◆ Required work: If a line includes "DatabaseError", copy it out of the entries.

[Dataset entries]
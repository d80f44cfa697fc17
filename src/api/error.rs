//! Unified API error handling.
//!
//! Every endpoint reports failures in the same envelope:
//! `{"error": {"code": "...", "message": "...", "details": {...}}}`.

use axum::{
    extract::rejection::{JsonRejection, QueryRejection},
    http::StatusCode,
    response::{IntoResponse, Response},
    Json,
};
use serde::{Deserialize, Serialize};
use std::collections::HashMap;

use crate::lifecycle::TransitionError;
use crate::media::MediaError;
use crate::policy::AccessError;
use crate::quota::QuotaDenied;
use crate::settings::SettingsError;

/// Error codes for API responses
#[derive(Debug, Clone, Copy, PartialEq, Eq, Serialize, Deserialize)]
#[serde(rename_all = "snake_case")]
pub enum ErrorCode {
    // Client errors (4xx)
    BadRequest,
    Unauthorized,
    Forbidden,
    NotFound,
    Conflict,
    TooManyRequests,
    ValidationError,

    // Server errors (5xx)
    InternalError,
    ServiceUnavailable,
    DatabaseError,
    ExternalServiceError,
}

impl ErrorCode {
    /// Get the default HTTP status code for this error code
    pub fn status_code(&self) -> StatusCode {
        match self {
            ErrorCode::BadRequest => StatusCode::BAD_REQUEST,
            ErrorCode::Unauthorized => StatusCode::UNAUTHORIZED,
            ErrorCode::Forbidden => StatusCode::FORBIDDEN,
            ErrorCode::NotFound => StatusCode::NOT_FOUND,
            ErrorCode::Conflict => StatusCode::CONFLICT,
            ErrorCode::TooManyRequests => StatusCode::TOO_MANY_REQUESTS,
            ErrorCode::ValidationError => StatusCode::BAD_REQUEST,
            ErrorCode::InternalError => StatusCode::INTERNAL_SERVER_ERROR,
            ErrorCode::ServiceUnavailable => StatusCode::SERVICE_UNAVAILABLE,
            ErrorCode::DatabaseError => StatusCode::INTERNAL_SERVER_ERROR,
            ErrorCode::ExternalServiceError => StatusCode::BAD_GATEWAY,
        }
    }

    pub fn as_str(&self) -> &'static str {
        match self {
            ErrorCode::BadRequest => "bad_request",
            ErrorCode::Unauthorized => "unauthorized",
            ErrorCode::Forbidden => "forbidden",
            ErrorCode::NotFound => "not_found",
            ErrorCode::Conflict => "conflict",
            ErrorCode::TooManyRequests => "too_many_requests",
            ErrorCode::ValidationError => "validation_error",
            ErrorCode::InternalError => "internal_error",
            ErrorCode::ServiceUnavailable => "service_unavailable",
            ErrorCode::DatabaseError => "database_error",
            ErrorCode::ExternalServiceError => "external_service_error",
        }
    }
}

/// The inner error object in the response
#[derive(Debug, Serialize, Deserialize)]
pub struct ErrorBody {
    /// Machine-readable error code
    pub code: String,
    /// Human-readable error message
    pub message: String,
    #[serde(skip_serializing_if = "Option::is_none")]
    pub details: Option<ErrorDetails>,
}

#[derive(Debug, Clone, Serialize, Deserialize)]
#[serde(untagged)]
pub enum ErrorDetails {
    /// Field-level validation errors
    ValidationErrors(HashMap<String, Vec<String>>),
    /// Generic key-value details
    Generic(HashMap<String, serde_json::Value>),
}

/// The full error response envelope
#[derive(Debug, Serialize, Deserialize)]
pub struct ErrorResponse {
    pub error: ErrorBody,
}

#[derive(Debug)]
pub struct ApiError {
    code: ErrorCode,
    status: StatusCode,
    message: String,
    details: Option<ErrorDetails>,
}

impl ApiError {
    pub fn new(code: ErrorCode, message: impl Into<String>) -> Self {
        Self {
            status: code.status_code(),
            code,
            message: message.into(),
            details: None,
        }
    }

    pub fn code(&self) -> ErrorCode {
        self.code
    }

    pub fn status(&self) -> StatusCode {
        self.status
    }

    pub fn with_details(mut self, details: ErrorDetails) -> Self {
        self.details = Some(details);
        self
    }

    pub fn with_validation_errors(mut self, errors: HashMap<String, Vec<String>>) -> Self {
        self.details = Some(ErrorDetails::ValidationErrors(errors));
        self
    }

    // -------------------------------------------------------------------------
    // Convenience constructors for common error types
    // -------------------------------------------------------------------------

    /// Bad request error (400)
    pub fn bad_request(message: impl Into<String>) -> Self {
        Self::new(ErrorCode::BadRequest, message)
    }

    /// Unauthorized error (401) - authentication required
    pub fn unauthorized(message: impl Into<String>) -> Self {
        Self::new(ErrorCode::Unauthorized, message)
    }

    /// Forbidden error (403) - authenticated but not allowed
    pub fn forbidden(message: impl Into<String>) -> Self {
        Self::new(ErrorCode::Forbidden, message)
    }

    /// Not found error (404)
    pub fn not_found(message: impl Into<String>) -> Self {
        Self::new(ErrorCode::NotFound, message)
    }

    /// Conflict error (409) - duplicate value or state conflict
    pub fn conflict(message: impl Into<String>) -> Self {
        Self::new(ErrorCode::Conflict, message)
    }

    /// Validation error (400) with field-level details
    pub fn validation(errors: HashMap<String, Vec<String>>) -> Self {
        let message = if errors.len() == 1 {
            errors
                .values()
                .next()
                .and_then(|v| v.first())
                .cloned()
                .unwrap_or_else(|| "Validation failed".to_string())
        } else {
            format!("Validation failed for {} fields", errors.len())
        };

        Self::new(ErrorCode::ValidationError, message).with_validation_errors(errors)
    }

    /// Single field validation error
    pub fn validation_field(field: &str, message: impl Into<String>) -> Self {
        let mut errors = HashMap::new();
        errors.insert(field.to_string(), vec![message.into()]);
        Self::validation(errors)
    }

    /// Internal server error (500)
    pub fn internal(message: impl Into<String>) -> Self {
        Self::new(ErrorCode::InternalError, message)
    }

    /// Database error (500)
    pub fn database(message: impl Into<String>) -> Self {
        Self::new(ErrorCode::DatabaseError, message)
    }

    /// Service unavailable error (503)
    pub fn service_unavailable(message: impl Into<String>) -> Self {
        Self::new(ErrorCode::ServiceUnavailable, message)
    }

    /// Too many requests error (429)
    pub fn rate_limited(message: impl Into<String>) -> Self {
        Self::new(ErrorCode::TooManyRequests, message)
    }

    /// Upstream failure (502)
    pub fn external(message: impl Into<String>) -> Self {
        Self::new(ErrorCode::ExternalServiceError, message)
    }
}

impl IntoResponse for ApiError {
    fn into_response(self) -> Response {
        let response = ErrorResponse {
            error: ErrorBody {
                code: self.code.as_str().to_string(),
                message: self.message,
                details: self.details,
            },
        };

        (self.status, Json(response)).into_response()
    }
}

impl std::fmt::Display for ApiError {
    fn fmt(&self, f: &mut std::fmt::Formatter<'_>) -> std::fmt::Result {
        write!(f, "[{}] {}", self.code.as_str(), self.message)
    }
}

impl std::error::Error for ApiError {}

// -------------------------------------------------------------------------
// Conversion implementations
// -------------------------------------------------------------------------

impl From<sqlx::Error> for ApiError {
    fn from(err: sqlx::Error) -> Self {
        match &err {
            sqlx::Error::RowNotFound => ApiError::not_found("Resource not found"),
            sqlx::Error::Database(db_err) => {
                let msg = db_err.message();
                if msg.contains("UNIQUE constraint failed") {
                    tracing::warn!("Unique constraint violated: {}", msg);
                    ApiError::conflict("A record with this value already exists")
                } else {
                    tracing::error!("Database error: {}", err);
                    ApiError::database("A database error occurred")
                }
            }
            _ => {
                tracing::error!("Database error: {}", err);
                ApiError::database("A database error occurred")
            }
        }
    }
}

impl From<JsonRejection> for ApiError {
    fn from(rejection: JsonRejection) -> Self {
        match rejection {
            JsonRejection::JsonDataError(_) | JsonRejection::JsonSyntaxError(_) => {
                ApiError::validation_field("body", rejection.body_text())
            }
            _ => ApiError::bad_request(rejection.body_text()),
        }
    }
}

impl From<QueryRejection> for ApiError {
    fn from(rejection: QueryRejection) -> Self {
        ApiError::validation_field("query", rejection.body_text())
    }
}

impl From<AccessError> for ApiError {
    fn from(err: AccessError) -> Self {
        match err {
            AccessError::NotFound => ApiError::not_found(err.to_string()),
            AccessError::Forbidden => ApiError::forbidden(err.to_string()),
        }
    }
}

impl From<TransitionError> for ApiError {
    fn from(err: TransitionError) -> Self {
        match err {
            TransitionError::Access(access) => access.into(),
            TransitionError::Invalid { .. } | TransitionError::Concurrent => {
                ApiError::conflict(err.to_string())
            }
            TransitionError::Database(db) => db.into(),
        }
    }
}

impl From<QuotaDenied> for ApiError {
    fn from(err: QuotaDenied) -> Self {
        match err {
            QuotaDenied::LimitReached {
                window,
                limit,
                used,
            } => {
                let mut details = HashMap::new();
                details.insert("window".to_string(), serde_json::json!(window));
                details.insert("limit".to_string(), serde_json::json!(limit));
                details.insert("used".to_string(), serde_json::json!(used));
                ApiError::rate_limited(err.to_string()).with_details(ErrorDetails::Generic(details))
            }
            QuotaDenied::SettingsMissing => ApiError::service_unavailable(err.to_string()),
        }
    }
}

impl From<SettingsError> for ApiError {
    fn from(err: SettingsError) -> Self {
        match err {
            SettingsError::LimitsCrossed => {
                ApiError::validation_field("request_limit_per_day", err.to_string())
            }
            SettingsError::Database(db) => db.into(),
        }
    }
}

impl From<MediaError> for ApiError {
    fn from(err: MediaError) -> Self {
        match err {
            MediaError::NotConfigured => ApiError::service_unavailable(err.to_string()),
            MediaError::Upstream(ref e) => {
                tracing::warn!(error = %e, "Media search upstream failure");
                ApiError::external("Media search is temporarily unavailable")
            }
        }
    }
}

// -------------------------------------------------------------------------
// Builder for validation errors
// -------------------------------------------------------------------------

/// Collects field errors and turns them into one `ApiError`
#[derive(Debug, Default)]
pub struct ValidationErrorBuilder {
    errors: HashMap<String, Vec<String>>,
}

impl ValidationErrorBuilder {
    pub fn new() -> Self {
        Self::default()
    }

    pub fn add(&mut self, field: impl Into<String>, message: impl Into<String>) -> &mut Self {
        self.errors
            .entry(field.into())
            .or_default()
            .push(message.into());
        self
    }

    pub fn is_empty(&self) -> bool {
        self.errors.is_empty()
    }

    pub fn build(self) -> Option<ApiError> {
        if self.errors.is_empty() {
            None
        } else {
            Some(ApiError::validation(self.errors))
        }
    }

    /// Return Ok(()) if no errors, or Err(ApiError) if there are errors
    pub fn finish(self) -> Result<(), ApiError> {
        match self.build() {
            Some(err) => Err(err),
            None => Ok(()),
        }
    }
}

◆ Result of the task:
    DatabaseError,
            ErrorCode::DatabaseError => StatusCode::INTERNAL_SERVER_ERROR,
            ErrorCode::DatabaseError => "database_error",
        Self::new(ErrorCode::DatabaseError, message)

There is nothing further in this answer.